WHAT TO WORK ON —
Give the count of lines that hold the word "Self" in this listing, with nothing added.

RECORDS PROVIDED —
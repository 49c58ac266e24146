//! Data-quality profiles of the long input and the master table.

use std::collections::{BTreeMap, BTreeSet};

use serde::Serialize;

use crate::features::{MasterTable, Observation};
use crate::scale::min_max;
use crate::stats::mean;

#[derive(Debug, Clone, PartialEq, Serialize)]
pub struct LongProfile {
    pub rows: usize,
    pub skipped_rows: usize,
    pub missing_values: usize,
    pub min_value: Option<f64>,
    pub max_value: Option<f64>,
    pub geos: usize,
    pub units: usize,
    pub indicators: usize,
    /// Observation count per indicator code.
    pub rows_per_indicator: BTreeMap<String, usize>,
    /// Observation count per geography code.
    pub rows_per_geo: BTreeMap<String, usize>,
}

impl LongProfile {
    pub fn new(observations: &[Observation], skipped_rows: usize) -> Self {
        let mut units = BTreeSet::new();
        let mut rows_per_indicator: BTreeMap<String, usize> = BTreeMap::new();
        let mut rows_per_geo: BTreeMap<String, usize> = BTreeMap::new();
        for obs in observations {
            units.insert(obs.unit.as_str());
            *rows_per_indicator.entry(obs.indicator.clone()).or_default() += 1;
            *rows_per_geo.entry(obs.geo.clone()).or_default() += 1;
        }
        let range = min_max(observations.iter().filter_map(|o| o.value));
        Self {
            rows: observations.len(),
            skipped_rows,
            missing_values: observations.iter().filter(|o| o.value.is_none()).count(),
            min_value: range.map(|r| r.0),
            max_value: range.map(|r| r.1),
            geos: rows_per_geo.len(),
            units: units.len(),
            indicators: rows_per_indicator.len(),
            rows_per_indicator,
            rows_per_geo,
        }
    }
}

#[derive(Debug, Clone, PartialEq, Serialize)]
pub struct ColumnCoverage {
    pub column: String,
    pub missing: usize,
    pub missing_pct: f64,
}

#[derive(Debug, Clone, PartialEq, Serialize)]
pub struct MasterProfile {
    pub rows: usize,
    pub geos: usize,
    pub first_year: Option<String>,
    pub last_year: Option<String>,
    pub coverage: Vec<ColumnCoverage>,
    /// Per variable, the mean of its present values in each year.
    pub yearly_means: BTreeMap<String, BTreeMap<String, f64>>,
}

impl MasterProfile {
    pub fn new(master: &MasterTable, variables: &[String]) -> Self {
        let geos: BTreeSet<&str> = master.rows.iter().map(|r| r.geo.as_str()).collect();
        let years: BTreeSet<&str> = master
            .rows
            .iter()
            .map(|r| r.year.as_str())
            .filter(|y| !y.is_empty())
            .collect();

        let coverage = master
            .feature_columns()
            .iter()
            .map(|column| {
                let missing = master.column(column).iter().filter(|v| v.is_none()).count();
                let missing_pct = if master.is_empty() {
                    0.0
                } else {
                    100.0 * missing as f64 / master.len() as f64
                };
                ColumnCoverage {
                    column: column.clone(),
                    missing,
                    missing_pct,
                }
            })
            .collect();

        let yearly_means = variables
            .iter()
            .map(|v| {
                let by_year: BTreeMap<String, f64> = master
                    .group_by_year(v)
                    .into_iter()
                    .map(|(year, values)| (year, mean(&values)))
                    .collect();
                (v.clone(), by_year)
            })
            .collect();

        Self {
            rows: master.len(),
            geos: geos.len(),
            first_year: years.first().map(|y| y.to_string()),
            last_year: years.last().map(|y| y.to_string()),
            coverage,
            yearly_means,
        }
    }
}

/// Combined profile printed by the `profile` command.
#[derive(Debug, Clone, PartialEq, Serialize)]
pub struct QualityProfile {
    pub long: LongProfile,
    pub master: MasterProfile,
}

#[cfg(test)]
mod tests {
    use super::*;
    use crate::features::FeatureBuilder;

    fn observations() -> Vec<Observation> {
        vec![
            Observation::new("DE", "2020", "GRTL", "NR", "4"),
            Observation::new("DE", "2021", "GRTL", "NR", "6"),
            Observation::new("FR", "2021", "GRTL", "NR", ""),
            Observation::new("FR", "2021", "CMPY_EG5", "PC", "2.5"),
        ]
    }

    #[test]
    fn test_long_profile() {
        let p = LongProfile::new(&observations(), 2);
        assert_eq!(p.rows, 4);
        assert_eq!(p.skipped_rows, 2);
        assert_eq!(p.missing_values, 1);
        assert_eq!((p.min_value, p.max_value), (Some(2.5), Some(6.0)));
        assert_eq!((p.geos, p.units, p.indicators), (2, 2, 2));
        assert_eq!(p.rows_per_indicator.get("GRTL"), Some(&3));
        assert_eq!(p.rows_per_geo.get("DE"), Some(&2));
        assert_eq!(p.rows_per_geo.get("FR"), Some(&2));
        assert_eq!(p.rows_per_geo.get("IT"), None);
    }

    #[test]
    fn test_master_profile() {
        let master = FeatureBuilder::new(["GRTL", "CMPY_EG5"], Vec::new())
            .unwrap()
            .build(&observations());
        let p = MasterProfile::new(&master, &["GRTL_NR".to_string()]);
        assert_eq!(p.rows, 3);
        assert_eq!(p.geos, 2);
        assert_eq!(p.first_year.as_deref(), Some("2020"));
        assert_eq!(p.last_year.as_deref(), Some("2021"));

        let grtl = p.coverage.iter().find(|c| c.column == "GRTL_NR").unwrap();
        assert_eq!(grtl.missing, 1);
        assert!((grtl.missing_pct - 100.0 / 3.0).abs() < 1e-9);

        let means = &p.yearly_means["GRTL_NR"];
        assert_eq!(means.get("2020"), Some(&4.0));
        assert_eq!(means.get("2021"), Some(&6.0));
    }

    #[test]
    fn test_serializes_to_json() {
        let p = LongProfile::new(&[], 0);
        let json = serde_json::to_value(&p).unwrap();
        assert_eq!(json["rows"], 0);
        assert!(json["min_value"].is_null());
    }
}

ANSWER SPACE —
4